1. Collect initial data

In addition to setting global variables and opening the connection to the AD forest, this section collects the subnet and image store data from MokaFive. The subnet and image store data will be used later in the script for quite a few purposes so I decided to collect it at the start.

This task highlights two interesting aspects of the rest-client and XML structure: first, the CLI version of rest-client allows you to specify the target directory but not the response file name. The response file name is the same as the request file name with an RCS extension (the request file uses an RCQ extension). A simple rename solves the problem of needing the file treated as an XML file.

The second issue is that the response file XML is not very useful as all the tags contain data related to the rest transaction rather than the needed data. The relevant data is all contained in a single tag called ‘body’. In order to process the ‘body’ data as XML, I extract it and create a new XML file containing only the contents of the ‘body’ tag. I could have probably done this in memory without the file, but writing the XML out makes debugging, testing and operational validation much easier. This process is done for both the subnets and image stores.

2. Primary loop – image store

The top level structure of the script loops through each image store in the MokaFive configuration. Since I am expecting that there will be AD sites and subnets that don’t participate in the MokaFive architecture, I decided to process each image store and make sure that any subnet in the site for the image store is configured as an IP range with the correct image store assigned to it.

The script needs a way to match the image stores to AD sites in order to configure subnets correctly. For this specific script, I assume that the image store server name (and therefore the URL property) will start with the site code. There are many ways to accomplish this goal but using a specific image store naming standard is one of the simplest approaches.

Once the site code has been identified, the site object is retrieved and used for the inner loop.

3. Inner loop – subnets

Processing each subnet of the identified site is the job of the inner loop. The code searches for the AD subnet name in the MokaFive IP range list. Due to the CIDR issue identified in the last topic, instead of using the CIDR field in the MokaFive subnet XML, the NetworkID field is used and concatenated with the network portion of the CIDR.

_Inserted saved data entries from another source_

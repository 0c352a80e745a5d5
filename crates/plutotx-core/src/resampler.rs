//! Arbitrary-Ratio Resampler
//!
//! Converts imported IQ recordings to the DAC sample rate using cubic
//! (Hermite) interpolation over a 4-sample neighborhood. Handles any
//! ratio, rational or not, so a 44.1 kS/s capture can feed a 30.72 MS/s
//! transmit chain without computing an exact up/down fraction.

use num_complex::Complex64;

use crate::types::{IQBuffer, IQSample, WaveformError, WaveformResult};

/// Resample `input` from `input_rate` to `output_rate`.
///
/// The output length is `floor(len * output_rate / input_rate)`. Identical
/// rates return a copy. Edge samples are clamped, so the first and last
/// few outputs interpolate against repeated boundary values instead of
/// zeros.
pub fn resample(input: &[IQSample], input_rate: f64, output_rate: f64) -> WaveformResult<IQBuffer> {
    if input_rate <= 0.0 || output_rate <= 0.0 {
        return Err(WaveformError::InvalidParameter(format!(
            "resample rates must be positive (input {} Hz, output {} Hz)",
            input_rate, output_rate
        )));
    }
    if input.is_empty() {
        return Err(WaveformError::EmptyBuffer);
    }
    if (input_rate - output_rate).abs() < f64::EPSILON {
        return Ok(input.to_vec());
    }

    let step = input_rate / output_rate;
    let out_len = ((input.len() as f64) * output_rate / input_rate).floor() as usize;
    let mut output = Vec::with_capacity(out_len);

    let at = |idx: isize| -> Complex64 {
        let clamped = idx.clamp(0, input.len() as isize - 1) as usize;
        input[clamped]
    };

    for k in 0..out_len {
        let pos = k as f64 * step;
        let base = pos.floor() as isize;
        let mu = pos - base as f64;
        let window = [at(base - 1), at(base), at(base + 1), at(base + 2)];
        output.push(hermite(&window, mu));
    }
    Ok(output)
}

/// 4-point, 3rd-order Hermite interpolation at fractional offset `mu`
/// between `w[1]` and `w[2]`.
fn hermite(w: &[Complex64; 4], mu: f64) -> Complex64 {
    let c0 = w[1];
    let c1 = (w[2] - w[0]) * 0.5;
    let c2 = w[0] - w[1] * 2.5 + w[2] * 2.0 - w[3] * 0.5;
    let c3 = (w[3] - w[0]) * 0.5 + (w[1] - w[2]) * 1.5;
    ((c3 * mu + c2) * mu + c1) * mu + c0
}

#[cfg(test)]
mod tests {
    use super::*;
    use approx::assert_relative_eq;

    fn tone(n: usize, freq: f64, rate: f64) -> IQBuffer {
        (0..n)
            .map(|i| {
                let phase = 2.0 * std::f64::consts::PI * freq * i as f64 / rate;
                Complex64::new(phase.cos(), phase.sin())
            })
            .collect()
    }

    #[test]
    fn test_identity_rate() {
        let input = tone(64, 1000.0, 48_000.0);
        let output = resample(&input, 48_000.0, 48_000.0).unwrap();
        assert_eq!(output, input);
    }

    #[test]
    fn test_output_length_scales() {
        let input = tone(1000, 1000.0, 48_000.0);
        let up = resample(&input, 48_000.0, 96_000.0).unwrap();
        assert_eq!(up.len(), 2000);
        let down = resample(&input, 48_000.0, 24_000.0).unwrap();
        assert_eq!(down.len(), 500);
    }

    #[test]
    fn test_constant_signal_preserved() {
        let input = vec![Complex64::new(0.5, -0.25); 100];
        let output = resample(&input, 10_000.0, 13_700.0).unwrap();
        for s in &output {
            assert_relative_eq!(s.re, 0.5, epsilon = 1e-9);
            assert_relative_eq!(s.im, -0.25, epsilon = 1e-9);
        }
    }

    #[test]
    fn test_upsampled_tone_tracks_original() {
        // Interior samples of a smooth tone should interpolate accurately.
        let rate = 48_000.0;
        let input = tone(480, 1000.0, rate);
        let output = resample(&input, rate, 2.0 * rate).unwrap();
        for (k, s) in output.iter().enumerate().skip(4).take(900) {
            let t = k as f64 / (2.0 * rate);
            let expected = 2.0 * std::f64::consts::PI * 1000.0 * t;
            assert_relative_eq!(s.re, expected.cos(), epsilon = 1e-3);
        }
    }

    #[test]
    fn test_rejects_bad_input() {
        assert!(resample(&[], 1.0, 2.0).is_err());
        let input = vec![Complex64::new(1.0, 0.0)];
        assert!(resample(&input, 0.0, 2.0).is_err());
        assert!(resample(&input, 1.0, -2.0).is_err());
    }
}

If the subnet is found, the image store data is compared, if it is correct, no action is taken. If it is incorrect a record update is initiated. If the subnet is not found a record addition is initiated.

4. Subnet record manipulation

Both the subnet update and subnet creation use the same request file since the differences can easily be changed with code. Prior to running the request, the ‘URL’, ‘method’ and ‘body’ tags are modified to create either a subnet update or a subnet creation. In the case of a subnet creation, the subnet mask (e.g. 255.255.255.0) must be determined based on the last two digits of the CIDR and used in the URL.

5. Clean up

…and that’s all there is. Removing any temporary files and deleting objects is the last section. I do leave a log file and echo some information to the screen throughout the process to simplify auditing and troubleshooting.